::: Data shown :::

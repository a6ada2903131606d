/// Length limits for SEO text fields, in characters.
///
/// Defaults follow common search-engine display limits.
#[derive(Debug, Clone, PartialEq, Eq)]
pub struct SeoLimits {
    pub title_min: usize,
    pub title_max: usize,
    pub description_min: usize,
    pub description_max: usize,
    pub keywords_max: usize,
    /// Title length in generated Open-Graph image URLs
    pub og_title_max: usize,
    /// Subtitle length in generated Open-Graph image URLs
    pub og_subtitle_max: usize,
}

impl Default for SeoLimits {
    fn default() -> Self {
        Self {
            title_min: 30,
            title_max: 60,
            description_min: 70,
            description_max: 160,
            keywords_max: 10,
            og_title_max: 50,
            og_subtitle_max: 80,
        }
    }
}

:::

◆ **Task statement**: Every line from above should appear again in the answer, exactly as written.

◆ **Response box**:
repository a6ada2903131606d
/// Length limits for SEO text fields, in characters.
///
/// Defaults follow common search-engine display limits.
#[derive(Debug, Clone, PartialEq, Eq)]
pub struct SeoLimits {
    pub title_min: usize,
    pub title_max: usize,
    pub description_min: usize,
    pub description_max: usize,
    pub keywords_max: usize,
    /// Title length in generated Open-Graph image URLs
    pub og_title_max: usize,
    /// Subtitle length in generated Open-Graph image URLs
    pub og_subtitle_max: usize,
}

impl Default for SeoLimits {
    fn default() -> Self {
        Self {
            title_min: 30,
            title_max: 60,
            description_min: 70,
            description_max: 160,
            keywords_max: 10,
            og_title_max: 50,
            og_subtitle_max: 80,
        }
    }
}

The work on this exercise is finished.